▸ **Exercise requirements**
Report, from the records below, every line where the word "Database" appears.

▸ **Records supplied**

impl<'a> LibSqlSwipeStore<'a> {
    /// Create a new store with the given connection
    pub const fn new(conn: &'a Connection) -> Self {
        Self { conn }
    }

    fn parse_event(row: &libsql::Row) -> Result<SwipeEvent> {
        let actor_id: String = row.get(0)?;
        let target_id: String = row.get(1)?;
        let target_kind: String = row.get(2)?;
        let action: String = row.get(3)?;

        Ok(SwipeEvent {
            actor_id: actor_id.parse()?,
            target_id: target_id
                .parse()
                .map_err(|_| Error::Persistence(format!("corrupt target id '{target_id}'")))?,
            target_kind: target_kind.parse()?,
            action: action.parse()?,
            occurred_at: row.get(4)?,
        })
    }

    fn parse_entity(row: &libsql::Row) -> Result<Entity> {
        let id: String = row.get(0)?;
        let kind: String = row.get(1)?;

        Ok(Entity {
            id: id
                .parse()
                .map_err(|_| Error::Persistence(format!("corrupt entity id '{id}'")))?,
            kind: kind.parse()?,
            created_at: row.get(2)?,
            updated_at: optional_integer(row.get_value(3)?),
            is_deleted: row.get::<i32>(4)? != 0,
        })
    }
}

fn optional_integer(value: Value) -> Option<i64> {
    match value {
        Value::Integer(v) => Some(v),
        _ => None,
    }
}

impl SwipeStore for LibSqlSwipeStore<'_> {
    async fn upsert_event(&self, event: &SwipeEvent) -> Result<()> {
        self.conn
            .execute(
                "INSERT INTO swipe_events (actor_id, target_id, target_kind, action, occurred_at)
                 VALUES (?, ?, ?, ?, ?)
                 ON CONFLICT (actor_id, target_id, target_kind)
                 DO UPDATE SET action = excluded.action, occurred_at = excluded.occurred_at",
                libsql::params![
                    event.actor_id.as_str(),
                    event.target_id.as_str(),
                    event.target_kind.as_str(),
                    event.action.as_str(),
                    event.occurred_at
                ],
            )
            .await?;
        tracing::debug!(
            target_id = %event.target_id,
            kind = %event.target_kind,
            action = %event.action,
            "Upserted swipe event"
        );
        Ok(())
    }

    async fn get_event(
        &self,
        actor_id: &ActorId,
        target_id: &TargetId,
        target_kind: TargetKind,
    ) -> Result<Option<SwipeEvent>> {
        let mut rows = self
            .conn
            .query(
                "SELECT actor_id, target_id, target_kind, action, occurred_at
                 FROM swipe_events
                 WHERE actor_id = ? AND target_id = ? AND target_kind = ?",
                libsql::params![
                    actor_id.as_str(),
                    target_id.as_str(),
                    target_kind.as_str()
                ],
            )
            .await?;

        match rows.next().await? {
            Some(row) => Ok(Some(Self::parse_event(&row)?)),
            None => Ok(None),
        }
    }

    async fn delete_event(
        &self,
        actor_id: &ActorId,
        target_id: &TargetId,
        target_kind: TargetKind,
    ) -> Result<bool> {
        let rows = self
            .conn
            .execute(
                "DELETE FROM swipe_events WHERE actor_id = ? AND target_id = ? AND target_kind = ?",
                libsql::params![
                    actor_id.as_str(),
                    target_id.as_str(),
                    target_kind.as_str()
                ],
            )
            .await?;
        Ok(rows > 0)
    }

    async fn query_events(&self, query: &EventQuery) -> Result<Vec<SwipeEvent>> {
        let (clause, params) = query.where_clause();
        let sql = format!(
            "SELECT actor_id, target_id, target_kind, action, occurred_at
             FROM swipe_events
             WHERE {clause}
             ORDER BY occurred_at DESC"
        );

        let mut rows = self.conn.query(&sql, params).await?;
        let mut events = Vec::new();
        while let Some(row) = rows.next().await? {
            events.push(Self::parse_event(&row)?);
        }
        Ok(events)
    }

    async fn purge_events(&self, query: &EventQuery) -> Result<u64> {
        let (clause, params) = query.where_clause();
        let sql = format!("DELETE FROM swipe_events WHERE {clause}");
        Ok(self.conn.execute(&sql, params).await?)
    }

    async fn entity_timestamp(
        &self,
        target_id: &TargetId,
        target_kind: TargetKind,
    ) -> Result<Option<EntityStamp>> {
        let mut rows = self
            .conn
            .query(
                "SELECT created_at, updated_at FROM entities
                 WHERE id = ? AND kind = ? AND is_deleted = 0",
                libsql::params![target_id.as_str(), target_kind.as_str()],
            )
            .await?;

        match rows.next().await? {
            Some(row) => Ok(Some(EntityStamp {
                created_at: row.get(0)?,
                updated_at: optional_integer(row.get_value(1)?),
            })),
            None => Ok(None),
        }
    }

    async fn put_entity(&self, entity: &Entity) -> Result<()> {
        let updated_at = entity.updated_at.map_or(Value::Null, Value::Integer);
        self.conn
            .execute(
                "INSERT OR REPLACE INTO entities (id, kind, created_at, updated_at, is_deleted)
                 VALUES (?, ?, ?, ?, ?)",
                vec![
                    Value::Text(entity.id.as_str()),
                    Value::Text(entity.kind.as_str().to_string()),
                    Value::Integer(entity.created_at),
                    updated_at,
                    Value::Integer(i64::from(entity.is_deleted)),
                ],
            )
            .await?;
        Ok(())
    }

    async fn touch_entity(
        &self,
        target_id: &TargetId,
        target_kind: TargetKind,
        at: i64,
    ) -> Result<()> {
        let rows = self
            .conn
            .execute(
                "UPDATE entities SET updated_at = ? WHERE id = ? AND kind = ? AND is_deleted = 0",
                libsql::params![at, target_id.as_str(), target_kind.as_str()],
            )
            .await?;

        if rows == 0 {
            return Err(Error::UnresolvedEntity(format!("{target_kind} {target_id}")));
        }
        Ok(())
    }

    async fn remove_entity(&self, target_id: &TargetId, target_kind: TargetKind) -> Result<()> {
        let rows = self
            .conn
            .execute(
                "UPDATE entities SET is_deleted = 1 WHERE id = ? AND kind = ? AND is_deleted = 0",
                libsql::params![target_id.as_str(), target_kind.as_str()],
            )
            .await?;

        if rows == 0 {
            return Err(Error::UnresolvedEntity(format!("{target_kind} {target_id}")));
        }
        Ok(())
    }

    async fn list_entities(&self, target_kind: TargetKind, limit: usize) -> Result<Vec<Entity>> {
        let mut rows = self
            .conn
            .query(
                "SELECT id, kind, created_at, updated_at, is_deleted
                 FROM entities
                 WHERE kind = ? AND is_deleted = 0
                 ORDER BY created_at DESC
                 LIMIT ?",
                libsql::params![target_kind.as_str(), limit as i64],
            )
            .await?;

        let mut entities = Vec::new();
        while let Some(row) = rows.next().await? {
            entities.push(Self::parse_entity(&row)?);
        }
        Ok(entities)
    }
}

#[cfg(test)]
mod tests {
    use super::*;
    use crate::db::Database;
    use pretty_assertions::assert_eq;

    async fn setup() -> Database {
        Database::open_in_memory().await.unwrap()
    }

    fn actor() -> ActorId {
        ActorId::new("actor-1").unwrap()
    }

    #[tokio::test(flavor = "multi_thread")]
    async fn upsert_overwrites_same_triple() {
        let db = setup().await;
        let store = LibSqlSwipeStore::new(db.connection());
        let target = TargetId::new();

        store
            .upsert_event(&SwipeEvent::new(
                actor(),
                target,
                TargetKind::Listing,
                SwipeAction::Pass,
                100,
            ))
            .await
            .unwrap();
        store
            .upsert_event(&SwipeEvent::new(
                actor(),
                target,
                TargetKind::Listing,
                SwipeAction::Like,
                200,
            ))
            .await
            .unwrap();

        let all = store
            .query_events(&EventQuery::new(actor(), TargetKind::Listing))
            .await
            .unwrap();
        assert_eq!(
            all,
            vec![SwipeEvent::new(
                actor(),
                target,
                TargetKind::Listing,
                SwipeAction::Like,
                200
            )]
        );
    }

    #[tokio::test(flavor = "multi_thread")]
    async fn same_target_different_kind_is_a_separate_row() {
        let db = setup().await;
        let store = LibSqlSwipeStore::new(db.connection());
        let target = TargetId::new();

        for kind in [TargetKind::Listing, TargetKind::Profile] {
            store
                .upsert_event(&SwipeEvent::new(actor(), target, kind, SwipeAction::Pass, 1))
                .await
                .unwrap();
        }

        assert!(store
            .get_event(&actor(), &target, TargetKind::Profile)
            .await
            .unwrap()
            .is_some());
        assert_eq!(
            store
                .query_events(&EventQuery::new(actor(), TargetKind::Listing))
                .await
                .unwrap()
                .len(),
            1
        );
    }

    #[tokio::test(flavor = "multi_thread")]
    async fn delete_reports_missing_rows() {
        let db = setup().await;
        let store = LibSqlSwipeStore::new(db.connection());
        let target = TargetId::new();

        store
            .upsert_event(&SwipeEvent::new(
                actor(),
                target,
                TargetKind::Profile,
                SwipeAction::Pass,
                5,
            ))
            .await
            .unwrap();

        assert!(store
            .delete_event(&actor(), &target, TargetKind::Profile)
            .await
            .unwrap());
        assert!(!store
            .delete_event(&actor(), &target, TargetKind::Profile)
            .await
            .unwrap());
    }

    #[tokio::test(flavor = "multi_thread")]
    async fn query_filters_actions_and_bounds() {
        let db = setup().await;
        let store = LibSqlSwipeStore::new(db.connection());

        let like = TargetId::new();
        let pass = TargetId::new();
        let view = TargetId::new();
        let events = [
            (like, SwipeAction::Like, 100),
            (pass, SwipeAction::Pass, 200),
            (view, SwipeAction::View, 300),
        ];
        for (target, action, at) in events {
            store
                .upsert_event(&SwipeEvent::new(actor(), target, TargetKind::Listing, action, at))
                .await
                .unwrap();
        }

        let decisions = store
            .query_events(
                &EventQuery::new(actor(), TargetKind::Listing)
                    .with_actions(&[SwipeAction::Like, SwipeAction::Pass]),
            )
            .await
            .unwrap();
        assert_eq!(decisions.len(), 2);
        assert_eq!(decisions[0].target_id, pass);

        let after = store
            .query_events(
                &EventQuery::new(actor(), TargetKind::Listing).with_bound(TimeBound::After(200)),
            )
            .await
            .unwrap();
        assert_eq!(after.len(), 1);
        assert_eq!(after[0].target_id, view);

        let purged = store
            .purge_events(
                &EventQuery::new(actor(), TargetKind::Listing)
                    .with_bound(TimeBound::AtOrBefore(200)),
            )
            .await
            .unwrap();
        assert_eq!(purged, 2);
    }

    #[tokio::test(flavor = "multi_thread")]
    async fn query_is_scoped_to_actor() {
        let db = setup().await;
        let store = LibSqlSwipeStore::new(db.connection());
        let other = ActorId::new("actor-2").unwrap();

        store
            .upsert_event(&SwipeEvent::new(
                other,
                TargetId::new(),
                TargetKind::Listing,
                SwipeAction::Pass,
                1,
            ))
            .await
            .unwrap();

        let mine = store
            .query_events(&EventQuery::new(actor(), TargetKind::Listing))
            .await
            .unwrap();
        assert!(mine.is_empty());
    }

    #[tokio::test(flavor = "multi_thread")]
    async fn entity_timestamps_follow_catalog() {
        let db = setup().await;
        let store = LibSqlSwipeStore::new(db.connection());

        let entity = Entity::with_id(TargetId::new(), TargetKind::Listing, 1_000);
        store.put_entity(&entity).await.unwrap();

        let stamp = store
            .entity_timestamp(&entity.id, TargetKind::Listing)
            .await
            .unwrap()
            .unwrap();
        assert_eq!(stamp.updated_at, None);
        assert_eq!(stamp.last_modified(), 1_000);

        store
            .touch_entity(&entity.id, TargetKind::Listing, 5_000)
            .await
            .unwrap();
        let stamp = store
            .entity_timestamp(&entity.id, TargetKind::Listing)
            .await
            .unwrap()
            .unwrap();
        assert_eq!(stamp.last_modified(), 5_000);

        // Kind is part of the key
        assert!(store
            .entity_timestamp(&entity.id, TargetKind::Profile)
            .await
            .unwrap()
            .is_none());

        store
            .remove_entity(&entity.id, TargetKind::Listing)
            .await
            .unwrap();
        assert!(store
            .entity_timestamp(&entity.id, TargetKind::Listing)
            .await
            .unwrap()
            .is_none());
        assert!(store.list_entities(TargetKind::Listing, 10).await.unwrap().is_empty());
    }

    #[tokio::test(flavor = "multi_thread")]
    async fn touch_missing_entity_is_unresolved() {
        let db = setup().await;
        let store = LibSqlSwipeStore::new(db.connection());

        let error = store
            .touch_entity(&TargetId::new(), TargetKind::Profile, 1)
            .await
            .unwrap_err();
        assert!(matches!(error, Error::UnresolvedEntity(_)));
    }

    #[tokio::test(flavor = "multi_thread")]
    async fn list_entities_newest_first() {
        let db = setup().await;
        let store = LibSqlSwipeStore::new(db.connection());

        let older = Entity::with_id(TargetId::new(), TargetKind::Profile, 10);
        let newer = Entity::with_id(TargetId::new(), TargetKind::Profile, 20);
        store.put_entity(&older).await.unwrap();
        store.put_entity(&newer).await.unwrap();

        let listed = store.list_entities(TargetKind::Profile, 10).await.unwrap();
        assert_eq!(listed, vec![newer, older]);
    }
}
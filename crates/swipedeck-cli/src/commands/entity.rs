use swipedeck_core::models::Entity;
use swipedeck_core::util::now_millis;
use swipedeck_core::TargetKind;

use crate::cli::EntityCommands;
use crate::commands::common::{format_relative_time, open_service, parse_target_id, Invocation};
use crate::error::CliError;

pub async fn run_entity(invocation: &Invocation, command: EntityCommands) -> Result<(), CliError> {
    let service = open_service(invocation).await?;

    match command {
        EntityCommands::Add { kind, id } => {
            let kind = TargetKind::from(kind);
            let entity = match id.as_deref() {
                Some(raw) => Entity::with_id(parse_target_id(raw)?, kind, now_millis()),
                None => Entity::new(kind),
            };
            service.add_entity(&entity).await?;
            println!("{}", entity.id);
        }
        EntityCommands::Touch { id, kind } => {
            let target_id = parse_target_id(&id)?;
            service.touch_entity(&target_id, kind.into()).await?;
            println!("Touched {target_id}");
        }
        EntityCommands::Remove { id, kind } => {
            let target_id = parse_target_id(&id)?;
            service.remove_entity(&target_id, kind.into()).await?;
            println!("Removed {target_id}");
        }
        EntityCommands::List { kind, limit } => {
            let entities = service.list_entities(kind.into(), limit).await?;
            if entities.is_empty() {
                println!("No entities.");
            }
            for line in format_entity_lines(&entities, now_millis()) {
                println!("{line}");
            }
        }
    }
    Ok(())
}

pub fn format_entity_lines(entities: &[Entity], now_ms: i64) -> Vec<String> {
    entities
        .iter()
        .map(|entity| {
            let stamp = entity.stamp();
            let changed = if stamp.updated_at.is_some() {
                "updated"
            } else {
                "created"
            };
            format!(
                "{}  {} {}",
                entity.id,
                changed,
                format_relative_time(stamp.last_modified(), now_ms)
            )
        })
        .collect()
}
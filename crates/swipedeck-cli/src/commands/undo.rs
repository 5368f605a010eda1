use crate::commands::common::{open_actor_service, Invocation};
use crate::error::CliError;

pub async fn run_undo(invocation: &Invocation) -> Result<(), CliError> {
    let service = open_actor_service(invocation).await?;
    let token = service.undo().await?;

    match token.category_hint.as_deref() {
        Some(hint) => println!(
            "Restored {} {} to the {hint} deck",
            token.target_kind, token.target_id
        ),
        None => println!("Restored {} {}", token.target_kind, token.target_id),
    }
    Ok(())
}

▸ **Answer space**
    use crate::db::Database;
    async fn setup() -> Database {
        Database::open_in_memory().await.unwrap()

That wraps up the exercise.